──────── Supplied records ────────

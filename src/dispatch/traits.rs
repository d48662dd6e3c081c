use std::future::Future;

use url::Url;

use crate::types::EmailAddress;

/// Finished email handed to the mail relay.
#[derive(Debug, Clone)]
pub struct OutboundEmail {
    pub from_name: String,
    pub from_email: String,
    pub to: EmailAddress,
    pub subject: String,
    pub html: String,
}

/// Persistent asset host: stores a binary and returns a durable,
/// publicly retrievable URL for it.
pub trait AssetStore: Send + Sync + 'static {
    fn store(
        &self,
        payload: &[u8],
        media_type: &str,
    ) -> impl Future<Output = Result<Url, Box<dyn std::error::Error + Send + Sync>>> + Send;
}

/// Outbound mail transport.
pub trait MailRelay: Send + Sync + 'static {
    fn relay(
        &self,
        email: OutboundEmail,
    ) -> impl Future<Output = Result<(), Box<dyn std::error::Error + Send + Sync>>> + Send;
}
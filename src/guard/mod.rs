//! Session-gated access control for Axum back-office routes.
//!
//! Every protected handler is gated behind a valid elevated-permission
//! session. The session travels in an encrypted, authenticated cookie jar;
//! the embedded user id is resolved against a consumer-provided
//! [`IdentityStore`], and every ambiguous path (missing cookie, undecryptable
//! cookie, unparseable claims, unknown identity, store error, insufficient
//! permission) collapses to one behavior: a redirect to the configured
//! landing URL. No protected content is rendered on any failure path.
//!
//! # Quick Start
//!
//! ```rust,ignore
//! use backoffice::guard::{GuardConfig, GuardState, Staff};
//!
//! // 1. Implement IdentityStore for your user table
//! // 2. Configure from environment
//! let state = GuardState::new(GuardConfig::from_env()?, my_store);
//!
//! // 3. Use the extractor in protected handlers
//! async fn dashboard(staff: Staff) -> String {
//!     format!("hello, {}", staff.identity.username)
//! }
//! ```

mod config;
mod cookies;
mod error;
mod extractor;
mod state;
mod traits;
mod types;

pub use config::GuardConfig;
pub use cookies::{clear_session, issue_session};
pub use error::{DenyReason, GuardError};
pub use extractor::{Staff, resolve_session};
pub use state::GuardState;
pub use traits::IdentityStore;
pub use types::{Identity, SessionClaims};

/// Re-export cookie key type for builder API.
pub use axum_extra::extract::cookie::Key as CookieKey;
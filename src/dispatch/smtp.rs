use lettre::message::Mailbox;
use lettre::message::header::ContentType;
use lettre::transport::smtp::authentication::Credentials;
use lettre::{AsyncSmtpTransport, AsyncTransport, Message, Tokio1Executor};

use super::config::RelayConfig;
use super::traits::{MailRelay, OutboundEmail};
use crate::error::Error;

/// [`MailRelay`] backed by an authenticated SMTP submission (STARTTLS).
pub struct SmtpRelay {
    transport: AsyncSmtpTransport<Tokio1Executor>,
}

impl SmtpRelay {
    /// Build the transport from relay configuration.
    ///
    /// # Errors
    ///
    /// Returns [`Error::Config`] if the SMTP host is not usable.
    pub fn new(config: &RelayConfig) -> Result<Self, Error> {
        let transport = AsyncSmtpTransport::<Tokio1Executor>::starttls_relay(&config.smtp_host)
            .map_err(|e| Error::Config(format!("SMTP relay: {e}")))?
            .port(config.smtp_port)
            .credentials(Credentials::new(
                config.smtp_username.clone(),
                config.smtp_password.clone(),
            ))
            .build();

        Ok(Self { transport })
    }
}

impl MailRelay for SmtpRelay {
    async fn relay(
        &self,
        email: OutboundEmail,
    ) -> Result<(), Box<dyn std::error::Error + Send + Sync>> {
        let from: Mailbox = format!("{} <{}>", email.from_name, email.from_email).parse()?;
        let to: Mailbox = email.to.as_str().parse()?;

        let message = Message::builder()
            .from(from)
            .to(to)
            .subject(email.subject)
            .header(ContentType::TEXT_HTML)
            .body(email.html)?;

        self.transport.send(message).await?;
        Ok(())
    }
}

────────

Activity:
Give back the data above, repeating every record exactly.

Exercise output:
filename src/dispatch/traits.rs
repository d48662dd6e3c081c
use std::future::Future;

use url::Url;

use crate::types::EmailAddress;

/// Finished email handed to the mail relay.
#[derive(Debug, Clone)]
pub struct OutboundEmail {
    pub from_name: String,
    pub from_email: String,
    pub to: EmailAddress,
    pub subject: String,
    pub html: String,
}

/// Persistent asset host: stores a binary and returns a durable,
/// publicly retrievable URL for it.
pub trait AssetStore: Send + Sync + 'static {
    fn store(
        &self,
        payload: &[u8],
        media_type: &str,
    ) -> impl Future<Output = Result<Url, Box<dyn std::error::Error + Send + Sync>>> + Send;
}

/// Outbound mail transport.
pub trait MailRelay: Send + Sync + 'static {
    fn relay(
        &self,
        email: OutboundEmail,
    ) -> impl Future<Output = Result<(), Box<dyn std::error::Error + Send + Sync>>> + Send;
}
filename src/guard/mod.rs
//! Session-gated access control for Axum back-office routes.
//!
//! Every protected handler is gated behind a valid elevated-permission
//! session. The session travels in an encrypted, authenticated cookie jar;
//! the embedded user id is resolved against a consumer-provided
//! [`IdentityStore`], and every ambiguous path (missing cookie, undecryptable
//! cookie, unparseable claims, unknown identity, store error, insufficient
//! permission) collapses to one behavior: a redirect to the configured
//! landing URL. No protected content is rendered on any failure path.
//!
//! # Quick Start
//!
//! ```rust,ignore
//! use backoffice::guard::{GuardConfig, GuardState, Staff};
//!
//! // 1. Implement IdentityStore for your user table
//! // 2. Configure from environment
//! let state = GuardState::new(GuardConfig::from_env()?, my_store);
//!
//! // 3. Use the extractor in protected handlers
//! async fn dashboard(staff: Staff) -> String {
//!     format!("hello, {}", staff.identity.username)
//! }
//! ```

mod config;
mod cookies;
mod error;
mod extractor;
mod state;
mod traits;
mod types;

pub use config::GuardConfig;
pub use cookies::{clear_session, issue_session};
pub use error::{DenyReason, GuardError};
pub use extractor::{Staff, resolve_session};
pub use state::GuardState;
pub use traits::IdentityStore;
pub use types::{Identity, SessionClaims};

/// Re-export cookie key type for builder API.
pub use axum_extra::extract::cookie::Key as CookieKey;
filename src/dispatch/smtp.rs
use lettre::message::Mailbox;
use lettre::message::header::ContentType;
use lettre::transport::smtp::authentication::Credentials;
use lettre::{AsyncSmtpTransport, AsyncTransport, Message, Tokio1Executor};

use super::config::RelayConfig;
use super::traits::{MailRelay, OutboundEmail};
use crate::error::Error;

/// [`MailRelay`] backed by an authenticated SMTP submission (STARTTLS).
pub struct SmtpRelay {
    transport: AsyncSmtpTransport<Tokio1Executor>,
}

impl SmtpRelay {
    /// Build the transport from relay configuration.
    ///
    /// # Errors
    ///
    /// Returns [`Error::Config`] if the SMTP host is not usable.
    pub fn new(config: &RelayConfig) -> Result<Self, Error> {
        let transport = AsyncSmtpTransport::<Tokio1Executor>::starttls_relay(&config.smtp_host)
            .map_err(|e| Error::Config(format!("SMTP relay: {e}")))?
            .port(config.smtp_port)
            .credentials(Credentials::new(
                config.smtp_username.clone(),
                config.smtp_password.clone(),
            ))
            .build();

        Ok(Self { transport })
    }
}

impl MailRelay for SmtpRelay {
    async fn relay(
        &self,
        email: OutboundEmail,
    ) -> Result<(), Box<dyn std::error::Error + Send + Sync>> {
        let from: Mailbox = format!("{} <{}>", email.from_name, email.from_email).parse()?;
        let to: Mailbox = email.to.as_str().parse()?;

        let message = Message::builder()
            .from(from)
            .to(to)
            .subject(email.subject)
            .header(ContentType::TEXT_HTML)
            .body(email.html)?;

        self.transport.send(message).await?;
        Ok(())
    }
}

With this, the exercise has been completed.